Nous ne pouvons pas oublier le génocide des Arméniens

Le président arménien : « Il est inadmissible que la reconnaissance du génocide des Arméniens soit considérée d’un point de vue d’intérêts économiques et politiques conjoncturels avec Ankara. »

Tous les 24 avril, les citoyens de la république d’Arménie et les Arméniens du monde entier rendent hommage à la mémoire des 1,5 million d’Arméniens victimes du génocide de 1915, qui ont succombé aux déportations, aux violations, aux massacres, aux épidémies et aux famines ; un génocide organisé dans l’Empire ottoman par le gouvernement Jeune-Turc pendant la Première Guerre mondiale.

Plus d’un siècle s’est écoulé depuis ce crime perpétré entre 1915 et 1923 contre l’humanité et la civilisation, mais ses conséquences se font sentir jusqu’à présent, nuisant au développement normal de l’Arménie et du peuple arménien.
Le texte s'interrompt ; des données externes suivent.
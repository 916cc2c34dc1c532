//! Turn-level request and event types.
//!
//! A turn is one user message and the reply it produces. [`TurnRequest`] is
//! what callers hand to the orchestrator; [`TurnEvent`] is what comes back
//! on the event stream, serialized with a `type` tag for the transport.

use std::fmt;
use std::str::FromStr;

use serde::{Deserialize, Serialize};
use uuid::Uuid;

use crate::error::{AgentError, ErrorKind};
use crate::llm::types::{ProviderTarget, Usage};
use crate::session::BusyPolicy;

/// Execution mode of a turn.
#[derive(Debug, Clone, Copy, Default, PartialEq, Eq, Hash, Serialize, Deserialize)]
#[serde(rename_all = "snake_case")]
pub enum Mode {
    /// Direct answer; memory lookup only if configured.
    #[default]
    Plain,
    /// Memory plus live web results.
    WebSearch,
    /// Memory, web, then plan/execute tools before the streamed synthesis.
    DeepResearch,
}

impl Mode {
    pub fn as_str(&self) -> &'static str {
        match self {
            Self::Plain => "plain",
            Self::WebSearch => "web_search",
            Self::DeepResearch => "deep_research",
        }
    }

    pub fn wants_web(&self) -> bool {
        !matches!(self, Self::Plain)
    }
}

impl fmt::Display for Mode {
    fn fmt(&self, f: &mut fmt::Formatter<'_>) -> fmt::Result {
        f.write_str(self.as_str())
    }
}

impl FromStr for Mode {
    type Err = AgentError;

    fn from_str(s: &str) -> Result<Self, Self::Err> {
        match s {
            "plain" | "" => Ok(Self::Plain),
            "web_search" | "web" => Ok(Self::WebSearch),
            "deep_research" | "deep" => Ok(Self::DeepResearch),
            other => Err(AgentError::InvalidRequest {
                reason: format!("unknown mode `{other}`"),
            }),
        }
    }
}

/// One inbound message.
#[derive(Debug, Clone, Default, Serialize, Deserialize)]
pub struct TurnRequest {
    pub session_id: String,
    pub message: String,
    #[serde(default)]
    pub mode: Mode,
    #[serde(default)]
    pub provider: Option<String>,
    #[serde(default)]
    pub model: Option<String>,
    #[serde(default)]
    pub language: Option<String>,
    /// Plan tier of the caller, set by the embedding server from its own
    /// account data; the configured default when absent. Never taken from
    /// client input.
    #[serde(default)]
    pub tier: Option<String>,
    /// Owner for facts and memory; the session id when absent.
    #[serde(default)]
    pub owner: Option<String>,
    /// Overrides the configured busy policy for this request.
    #[serde(default)]
    pub busy_policy: Option<BusyPolicy>,
}

impl TurnRequest {
    pub fn new(session_id: impl Into<String>, message: impl Into<String>) -> Self {
        Self {
            session_id: session_id.into(),
            message: message.into(),
            ..Self::default()
        }
    }

    pub fn with_mode(mut self, mode: Mode) -> Self {
        self.mode = mode;
        self
    }

    pub fn with_target(mut self, provider: impl Into<String>, model: impl Into<String>) -> Self {
        self.provider = Some(provider.into());
        self.model = Some(model.into());
        self
    }

    pub fn with_language(mut self, language: impl Into<String>) -> Self {
        self.language = Some(language.into());
        self
    }

    pub fn with_tier(mut self, tier: impl Into<String>) -> Self {
        self.tier = Some(tier.into());
        self
    }

    pub fn with_busy_policy(mut self, policy: BusyPolicy) -> Self {
        self.busy_policy = Some(policy);
        self
    }

    pub fn owner(&self) -> &str {
        self.owner.as_deref().unwrap_or(&self.session_id)
    }
}

/// Events emitted for one turn, in order: `thinking`, then any mix of
/// `info`, `tool_started`, `tool_finished` and `token`, then exactly one of
/// `complete`, `error` or `cancelled`.
#[derive(Debug, Clone, PartialEq, Serialize, Deserialize)]
#[serde(tag = "type", rename_all = "snake_case")]
pub enum TurnEvent {
    Thinking {
        turn_id: Uuid,
        mode: Mode,
    },
    /// Non-fatal status. Outside a turn (voice toggle) there is no turn id.
    Info {
        #[serde(default, skip_serializing_if = "Option::is_none")]
        turn_id: Option<Uuid>,
        message: String,
    },
    ToolStarted {
        turn_id: Uuid,
        step: u32,
        tool: String,
        description: String,
    },
    ToolFinished {
        turn_id: Uuid,
        step: u32,
        tool: String,
        ok: bool,
        duration_ms: u64,
        #[serde(default, skip_serializing_if = "Option::is_none")]
        error: Option<String>,
    },
    Token {
        turn_id: Uuid,
        text: String,
    },
    Complete {
        turn_id: Uuid,
        text: String,
        served_by: ProviderTarget,
        usage: Usage,
        /// `false` when the turn still waits in the reconciliation queue.
        durable: bool,
    },
    Error {
        turn_id: Uuid,
        kind: ErrorKind,
        reason: String,
        /// Text already streamed before the failure.
        partial: String,
    },
    Cancelled {
        turn_id: Uuid,
        partial: String,
    },
}

impl TurnEvent {
    pub fn turn_id(&self) -> Option<Uuid> {
        match self {
            Self::Info { turn_id, .. } => *turn_id,
            Self::Thinking { turn_id, .. }
            | Self::ToolStarted { turn_id, .. }
            | Self::ToolFinished { turn_id, .. }
            | Self::Token { turn_id, .. }
            | Self::Complete { turn_id, .. }
            | Self::Error { turn_id, .. }
            | Self::Cancelled { turn_id, .. } => Some(*turn_id),
        }
    }

    pub fn is_terminal(&self) -> bool {
        matches!(
            self,
            Self::Complete { .. } | Self::Error { .. } | Self::Cancelled { .. }
        )
    }
}

#[cfg(test)]
mod tests {
    use super::*;

    #[test]
    fn mode_parse_and_display() {
        assert_eq!("deep_research".parse::<Mode>().unwrap(), Mode::DeepResearch);
        assert_eq!("web".parse::<Mode>().unwrap(), Mode::WebSearch);
        assert!("loud".parse::<Mode>().is_err());
        assert_eq!(Mode::WebSearch.to_string(), "web_search");
    }

    #[test]
    fn events_are_type_tagged() {
        let id = Uuid::nil();
        let v = serde_json::to_value(TurnEvent::Token {
            turn_id: id,
            text: "4".into(),
        })
        .unwrap();
        assert_eq!(v["type"], "token");
        assert_eq!(v["text"], "4");

        let v = serde_json::to_value(TurnEvent::Error {
            turn_id: id,
            kind: ErrorKind::Provider,
            reason: "down".into(),
            partial: String::new(),
        })
        .unwrap();
        assert_eq!(v["type"], "error");
        assert_eq!(v["kind"], "provider");
    }

    #[test]
    fn request_defaults_owner_to_session() {
        let req = TurnRequest::new("s1", "hi");
        assert_eq!(req.owner(), "s1");
        assert_eq!(req.mode, Mode::Plain);
        let req: TurnRequest =
            serde_json::from_str(r#"{"session_id":"s","message":"m","mode":"web_search"}"#).unwrap();
        assert_eq!(req.mode, Mode::WebSearch);
    }

    #[test]
    fn info_outside_a_turn_has_no_id() {
        let ev = TurnEvent::Info {
            turn_id: None,
            message: "Microphone armed.".into(),
        };
        assert_eq!(ev.turn_id(), None);
        let v = serde_json::to_value(&ev).unwrap();
        assert!(v.get("turn_id").is_none());
    }

    #[test]
    fn terminal_events() {
        let id = Uuid::nil();
        assert!(
            TurnEvent::Cancelled {
                turn_id: id,
                partial: String::new()
            }
            .is_terminal()
        );
        assert!(!TurnEvent::Thinking { turn_id: id, mode: Mode::Plain }.is_terminal());
    }
}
En fait, les massacres de masse commis contre les Arméniens de l’Empire ottoman avaient commencé en 1894-1896, du temps du sultan Abdulhamid II, et 300 000 Arméniens en ont été victimes. Bien que les puissances de l’époque, la presse internationale et des grandes figures intellectuelles, dont le Premier ministre britannique William Gladstone, les Français Jean Jaurès et Anatole France, le missionnaire allemand Johannes Lepsius et bien d’autres encore aient protesté contre ces horreurs et réclamé des autorités turques une mise en œuvre immédiate des réformes promises pour les six provinces arméniennes, destinées à garantir le respect des droits civiques élémentaires des Arméniens, la sécurité des biens et des personnes, ils n’ont pu arrêter le sultan Abdulhamid.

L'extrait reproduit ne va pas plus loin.